DATA SUPPLIED.
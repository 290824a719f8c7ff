//! Typed configuration models.

use std::fmt;
use std::time::Duration;

use serde::de::{self, Deserializer, Visitor};
use serde::{Deserialize, Serialize};

use crate::defaults::{
    DEFAULT_LOG_LEVEL, DEFAULT_NAME, DEFAULT_PORT, DEFAULT_RPC_TIMEOUT_SECS,
    DEFAULT_SCAN_INTERVAL_SECS, DEFAULT_SETUP_RETRY_SECS, UNLIMITED_SPEED,
};

/// Root configuration document.
#[derive(Debug, Clone, PartialEq, Serialize, Deserialize)]
#[serde(deny_unknown_fields)]
pub struct SluiceConfig {
    /// Daemon connection and switch settings.
    pub deluge: DelugeConfig,
    /// Host runtime cadence.
    #[serde(default)]
    pub host: HostSettings,
    /// Logging preferences.
    #[serde(default)]
    pub logging: LoggingSettings,
}

/// Deluge daemon connection and switch settings.
#[derive(Clone, PartialEq, Serialize, Deserialize)]
#[serde(deny_unknown_fields)]
pub struct DelugeConfig {
    /// Daemon host name or IP literal.
    #[serde(default)]
    pub host: String,
    /// Daemon RPC port.
    #[serde(default = "default_port")]
    pub port: u16,
    /// Daemon account name.
    #[serde(default)]
    pub username: String,
    /// Daemon account password. The key must be present, but may be empty.
    #[serde(default)]
    pub password: Option<String>,
    /// Display name prefix for the registered switches.
    #[serde(default = "default_name")]
    pub name: String,
    /// Download cap that defines the alt-speed profile.
    #[serde(
        default = "unlimited_speed",
        deserialize_with = "deserialize_speed"
    )]
    pub download_alt_speed: f64,
    /// Upload cap that defines the alt-speed profile.
    #[serde(
        default = "unlimited_speed",
        deserialize_with = "deserialize_speed"
    )]
    pub upload_alt_speed: f64,
}

impl DelugeConfig {
    /// Render the `host:port` pair used in logs and errors.
    #[must_use]
    pub fn address(&self) -> String {
        format!("{}:{}", self.host, self.port)
    }
}

impl fmt::Debug for DelugeConfig {
    fn fmt(&self, formatter: &mut fmt::Formatter<'_>) -> fmt::Result {
        formatter
            .debug_struct("DelugeConfig")
            .field("host", &self.host)
            .field("port", &self.port)
            .field("username", &self.username)
            .field("password", &"<redacted>")
            .field("name", &self.name)
            .field("download_alt_speed", &self.download_alt_speed)
            .field("upload_alt_speed", &self.upload_alt_speed)
            .finish()
    }
}

/// Poll, retry, and timeout cadence for the host runtime.
#[derive(Debug, Clone, Copy, PartialEq, Eq, Serialize, Deserialize)]
#[serde(deny_unknown_fields)]
pub struct HostSettings {
    /// Seconds between entity refreshes.
    #[serde(default = "default_scan_interval")]
    pub scan_interval_secs: u64,
    /// Seconds to wait before retrying a not-ready setup.
    #[serde(default = "default_setup_retry")]
    pub setup_retry_secs: u64,
    /// Upper bound in seconds for each remote call.
    #[serde(default = "default_rpc_timeout")]
    pub rpc_timeout_secs: u64,
}

impl HostSettings {
    /// Poll interval as a [`Duration`].
    #[must_use]
    pub const fn scan_interval(&self) -> Duration {
        Duration::from_secs(self.scan_interval_secs)
    }

    /// Setup retry delay as a [`Duration`].
    #[must_use]
    pub const fn setup_retry_interval(&self) -> Duration {
        Duration::from_secs(self.setup_retry_secs)
    }

    /// Remote call timeout as a [`Duration`].
    #[must_use]
    pub const fn rpc_timeout(&self) -> Duration {
        Duration::from_secs(self.rpc_timeout_secs)
    }
}

impl Default for HostSettings {
    fn default() -> Self {
        Self {
            scan_interval_secs: DEFAULT_SCAN_INTERVAL_SECS,
            setup_retry_secs: DEFAULT_SETUP_RETRY_SECS,
            rpc_timeout_secs: DEFAULT_RPC_TIMEOUT_SECS,
        }
    }
}

/// Output format requested for log lines.
#[derive(Debug, Clone, Copy, PartialEq, Eq, Serialize, Deserialize)]
#[serde(rename_all = "lowercase")]
pub enum LogFormatSetting {
    /// Human-readable output.
    Pretty,
    /// One JSON object per line.
    Json,
}

impl LogFormatSetting {
    /// Parse a case-insensitive format name.
    #[must_use]
    pub fn parse(raw: &str) -> Option<Self> {
        match raw.trim().to_ascii_lowercase().as_str() {
            "pretty" => Some(Self::Pretty),
            "json" => Some(Self::Json),
            _ => None,
        }
    }
}

/// Logging preferences.
#[derive(Debug, Clone, PartialEq, Eq, Serialize, Deserialize)]
#[serde(deny_unknown_fields)]
pub struct LoggingSettings {
    /// `EnvFilter` directive used when `RUST_LOG` is unset.
    #[serde(default = "default_log_level")]
    pub level: String,
    /// Explicit output format; the build profile decides when absent.
    #[serde(default)]
    pub format: Option<LogFormatSetting>,
}

impl Default for LoggingSettings {
    fn default() -> Self {
        Self {
            level: default_log_level(),
            format: None,
        }
    }
}

const fn default_port() -> u16 {
    DEFAULT_PORT
}

fn default_name() -> String {
    DEFAULT_NAME.to_string()
}

const fn unlimited_speed() -> f64 {
    UNLIMITED_SPEED
}

const fn default_scan_interval() -> u64 {
    DEFAULT_SCAN_INTERVAL_SECS
}

const fn default_setup_retry() -> u64 {
    DEFAULT_SETUP_RETRY_SECS
}

const fn default_rpc_timeout() -> u64 {
    DEFAULT_RPC_TIMEOUT_SECS
}

fn default_log_level() -> String {
    DEFAULT_LOG_LEVEL.to_string()
}

/// Accept speeds written as YAML numbers or numeric strings.
fn deserialize_speed<'de, D>(deserializer: D) -> Result<f64, D::Error>
where
    D: Deserializer<'de>,
{
    struct SpeedVisitor;

    impl Visitor<'_> for SpeedVisitor {
        type Value = f64;

        fn expecting(&self, formatter: &mut fmt::Formatter<'_>) -> fmt::Result {
            formatter.write_str("a number or numeric string")
        }

        #[allow(clippy::cast_precision_loss)]
        fn visit_i64<E: de::Error>(self, value: i64) -> Result<f64, E> {
            Ok(value as f64)
        }

        #[allow(clippy::cast_precision_loss)]
        fn visit_u64<E: de::Error>(self, value: u64) -> Result<f64, E> {
            Ok(value as f64)
        }

        fn visit_f64<E: de::Error>(self, value: f64) -> Result<f64, E> {
            Ok(value)
        }

        fn visit_str<E: de::Error>(self, value: &str) -> Result<f64, E> {
            value
                .trim()
                .parse::<f64>()
                .map_err(|_| E::invalid_value(de::Unexpected::Str(value), &self))
        }
    }

    deserializer.deserialize_any(SpeedVisitor)
}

WORK TO COMPLETE. Retype each line of the material above exactly.

TASK OUTPUT.
repository 290824a719f8c7ff
//! Typed configuration models.

use std::fmt;
use std::time::Duration;

use serde::de::{self, Deserializer, Visitor};
use serde::{Deserialize, Serialize};

use crate::defaults::{
    DEFAULT_LOG_LEVEL, DEFAULT_NAME, DEFAULT_PORT, DEFAULT_RPC_TIMEOUT_SECS,
    DEFAULT_SCAN_INTERVAL_SECS, DEFAULT_SETUP_RETRY_SECS, UNLIMITED_SPEED,
};

/// Root configuration document.
#[derive(Debug, Clone, PartialEq, Serialize, Deserialize)]
#[serde(deny_unknown_fields)]
pub struct SluiceConfig {
    /// Daemon connection and switch settings.
    pub deluge: DelugeConfig,
    /// Host runtime cadence.
    #[serde(default)]
    pub host: HostSettings,
    /// Logging preferences.
    #[serde(default)]
    pub logging: LoggingSettings,
}

/// Deluge daemon connection and switch settings.
#[derive(Clone, PartialEq, Serialize, Deserialize)]
#[serde(deny_unknown_fields)]
pub struct DelugeConfig {
    /// Daemon host name or IP literal.
    #[serde(default)]
    pub host: String,
    /// Daemon RPC port.
    #[serde(default = "default_port")]
    pub port: u16,
    /// Daemon account name.
    #[serde(default)]
    pub username: String,
    /// Daemon account password. The key must be present, but may be empty.
    #[serde(default)]
    pub password: Option<String>,
    /// Display name prefix for the registered switches.
    #[serde(default = "default_name")]
    pub name: String,
    /// Download cap that defines the alt-speed profile.
    #[serde(
        default = "unlimited_speed",
        deserialize_with = "deserialize_speed"
    )]
    pub download_alt_speed: f64,
    /// Upload cap that defines the alt-speed profile.
    #[serde(
        default = "unlimited_speed",
        deserialize_with = "deserialize_speed"
    )]
    pub upload_alt_speed: f64,
}

impl DelugeConfig {
    /// Render the `host:port` pair used in logs and errors.
    #[must_use]
    pub fn address(&self) -> String {
        format!("{}:{}", self.host, self.port)
    }
}

impl fmt::Debug for DelugeConfig {
    fn fmt(&self, formatter: &mut fmt::Formatter<'_>) -> fmt::Result {
        formatter
            .debug_struct("DelugeConfig")
            .field("host", &self.host)
            .field("port", &self.port)
            .field("username", &self.username)
            .field("password", &"<redacted>")
            .field("name", &self.name)
            .field("download_alt_speed", &self.download_alt_speed)
            .field("upload_alt_speed", &self.upload_alt_speed)
            .finish()
    }
}

/// Poll, retry, and timeout cadence for the host runtime.
#[derive(Debug, Clone, Copy, PartialEq, Eq, Serialize, Deserialize)]
#[serde(deny_unknown_fields)]
pub struct HostSettings {
    /// Seconds between entity refreshes.
    #[serde(default = "default_scan_interval")]
    pub scan_interval_secs: u64,
    /// Seconds to wait before retrying a not-ready setup.
    #[serde(default = "default_setup_retry")]
    pub setup_retry_secs: u64,
    /// Upper bound in seconds for each remote call.
    #[serde(default = "default_rpc_timeout")]
    pub rpc_timeout_secs: u64,
}

impl HostSettings {
    /// Poll interval as a [`Duration`].
    #[must_use]
    pub const fn scan_interval(&self) -> Duration {
        Duration::from_secs(self.scan_interval_secs)
    }

    /// Setup retry delay as a [`Duration`].
    #[must_use]
    pub const fn setup_retry_interval(&self) -> Duration {
        Duration::from_secs(self.setup_retry_secs)
    }

    /// Remote call timeout as a [`Duration`].
    #[must_use]
    pub const fn rpc_timeout(&self) -> Duration {
        Duration::from_secs(self.rpc_timeout_secs)
    }
}

impl Default for HostSettings {
    fn default() -> Self {
        Self {
            scan_interval_secs: DEFAULT_SCAN_INTERVAL_SECS,
            setup_retry_secs: DEFAULT_SETUP_RETRY_SECS,
            rpc_timeout_secs: DEFAULT_RPC_TIMEOUT_SECS,
        }
    }
}

/// Output format requested for log lines.
#[derive(Debug, Clone, Copy, PartialEq, Eq, Serialize, Deserialize)]
#[serde(rename_all = "lowercase")]
pub enum LogFormatSetting {
    /// Human-readable output.
    Pretty,
    /// One JSON object per line.
    Json,
}

impl LogFormatSetting {
    /// Parse a case-insensitive format name.
    #[must_use]
    pub fn parse(raw: &str) -> Option<Self> {
        match raw.trim().to_ascii_lowercase().as_str() {
            "pretty" => Some(Self::Pretty),
            "json" => Some(Self::Json),
            _ => None,
        }
    }
}

/// Logging preferences.
#[derive(Debug, Clone, PartialEq, Eq, Serialize, Deserialize)]
#[serde(deny_unknown_fields)]
pub struct LoggingSettings {
    /// `EnvFilter` directive used when `RUST_LOG` is unset.
    #[serde(default = "default_log_level")]
    pub level: String,
    /// Explicit output format; the build profile decides when absent.
    #[serde(default)]
    pub format: Option<LogFormatSetting>,
}

impl Default for LoggingSettings {
    fn default() -> Self {
        Self {
            level: default_log_level(),
            format: None,
        }
    }
}

const fn default_port() -> u16 {
    DEFAULT_PORT
}

fn default_name() -> String {
    DEFAULT_NAME.to_string()
}

const fn unlimited_speed() -> f64 {
    UNLIMITED_SPEED
}

const fn default_scan_interval() -> u64 {
    DEFAULT_SCAN_INTERVAL_SECS
}

const fn default_setup_retry() -> u64 {
    DEFAULT_SETUP_RETRY_SECS
}

const fn default_rpc_timeout() -> u64 {
    DEFAULT_RPC_TIMEOUT_SECS
}

fn default_log_level() -> String {
    DEFAULT_LOG_LEVEL.to_string()
}

/// Accept speeds written as YAML numbers or numeric strings.
fn deserialize_speed<'de, D>(deserializer: D) -> Result<f64, D::Error>
where
    D: Deserializer<'de>,
{
    struct SpeedVisitor;

    impl Visitor<'_> for SpeedVisitor {
        type Value = f64;

        fn expecting(&self, formatter: &mut fmt::Formatter<'_>) -> fmt::Result {
            formatter.write_str("a number or numeric string")
        }

        #[allow(clippy::cast_precision_loss)]
        fn visit_i64<E: de::Error>(self, value: i64) -> Result<f64, E> {
            Ok(value as f64)
        }

        #[allow(clippy::cast_precision_loss)]
        fn visit_u64<E: de::Error>(self, value: u64) -> Result<f64, E> {
            Ok(value as f64)
        }

        fn visit_f64<E: de::Error>(self, value: f64) -> Result<f64, E> {
            Ok(value)
        }

        fn visit_str<E: de::Error>(self, value: &str) -> Result<f64, E> {
            value
                .trim()
                .parse::<f64>()
                .map_err(|_| E::invalid_value(de::Unexpected::Str(value), &self))
        }
    }

    deserializer.deserialize_any(SpeedVisitor)
}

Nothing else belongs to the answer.